To identify and exploit insecure access controls within a simulated PHP web application that includes both authenticated and admin-only functionality, some of which is improperly protected.

Step 1: Initial Reconnaissance

The application provides a login interface with two test accounts:

• Admin: admin / adminpass
• Low Privilege: lowpriv / userpass

The interface hinted at different permissions depending on the logged-in user’s role.

Step 2: Authentication

Logged in as each user to confirm access levels:

• lowpriv: Access to dashboard and profile.
• admin: Access to additional features like user management, logs, and site settings.

Step 3: Role-Based Access Control Review

The backend logic used a session-stored role to restrict access via conditionals in a switch statement. Example:

if ($role !== 'admin') {
    echo "<h3>Access Denied</h3>";
    break;
}

Step 4: Discovery of Broken Access Controls

Two critical admin endpoints did not include any role validation:

case 'export_data':
    // Normally admin-only, but missing role check

case 'shutdown_system':
    // Normally admin-only, but missing role check

Step 5: Exploitation

While logged in as lowpriv, manually accessing:

• ?ajax=1&action=export_data
• ?ajax=1&action=shutdown_system

Successfully triggered the admin functionality without proper authorization.
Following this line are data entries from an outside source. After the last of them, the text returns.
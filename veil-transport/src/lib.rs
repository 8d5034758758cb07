#![forbid(unsafe_code)]

//! Veil UDP transport adapter.
//!
//! * One socket per tunnel, built with `socket2` so address reuse can be set
//!   before binding.
//! * An RX task hands every datagram to the engine's encap-receive entry;
//!   the outer IP/UDP headers are already gone by the time the host stack
//!   delivers the payload.
//! * Sends never block the datapath: `try_send_to` either queues the
//!   datagram with the host stack or the packet is dropped and counted,
//!   the same contract the engine's pipelines rely on everywhere else.
//!
//! Routing is the host's job. The destination comes from the peer binding;
//! an IPv6 scope id rides inside the `SocketAddrV6` so the stack can pick
//! the right interface for link-local peers. A host-unreachable or
//! network-unreachable send surfaces as the engine's no-route error.

use std::net::SocketAddr;
use std::sync::Arc;

use socket2::{Domain, Type};
use tokio::net::UdpSocket;
use tokio::task::JoinHandle;
use tracing::{debug, error, info};

use veil_core::PacketBuf;
use veil_datapath::{Bind, Engine, Error, OutboundTransport};

/// UDP socket wrapper shared by the RX task and the engine's TX pipeline.
pub struct UdpTransport {
    socket: Arc<UdpSocket>,
}

impl UdpTransport {
    /// Bind on `addr` with address reuse when possible.
    pub async fn bind(addr: SocketAddr) -> std::io::Result<Arc<Self>> {
        let domain = Domain::for_address(addr);
        let socket = socket2::Socket::new(domain, Type::DGRAM, None)?;
        socket.set_reuse_address(true)?;
        socket.bind(&addr.into())?;
        let std_sock: std::net::UdpSocket = socket.into();
        std_sock.set_nonblocking(true)?;
        let socket = UdpSocket::from_std(std_sock)?;
        info!(local = %socket.local_addr()?, "udp transport bound");
        Ok(Arc::new(Self {
            socket: Arc::new(socket),
        }))
    }

    pub fn local_addr(&self) -> std::io::Result<SocketAddr> {
        self.socket.local_addr()
    }

    /// Spawn the encap-receive loop feeding `engine`. Runs until the socket
    /// errors fatally or the handle is aborted.
    pub fn spawn_recv(&self, engine: Arc<Engine>) -> JoinHandle<()> {
        let socket = Arc::clone(&self.socket);
        let max_datagram = engine.config().max_datagram;
        tokio::spawn(async move {
            let mut buf = vec![0u8; max_datagram];
            loop {
                match socket.recv_from(&mut buf).await {
                    Ok((len, src)) => {
                        engine.udp_encap_recv(src, buf[..len].to_vec());
                    }
                    Err(e) => {
                        error!(error = %e, "udp recv error");
                        return;
                    }
                }
            }
        })
    }
}

impl OutboundTransport for UdpTransport {
    fn send(&self, bind: &Bind, buf: PacketBuf) -> veil_datapath::Result<()> {
        match self.socket.try_send_to(buf.as_slice(), bind.remote()) {
            Ok(sent) => {
                if sent != buf.len() {
                    debug!(sent, len = buf.len(), "short udp send");
                }
                Ok(())
            }
            Err(e) if e.kind() == std::io::ErrorKind::WouldBlock => Err(Error::QueueFull),
            Err(e) => Err(Error::NoRoute(e.to_string())),
        }
    }
}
Step 6: Mitigation Suggestions

• Add proper role checks on all protected endpoints.
• Centralize access control logic to avoid duplicated and inconsistent checks.
• Avoid exposing sensitive endpoint names in client-side code or comments.

Conclusion

This lab highlighted the impact of broken access control mechanisms. Sensitive functionality like data export and system shutdown was accessible to low-privilege users due to missing server-side role validation. It’s a strong reminder of the importance of secure coding practices and consistent access enforcement.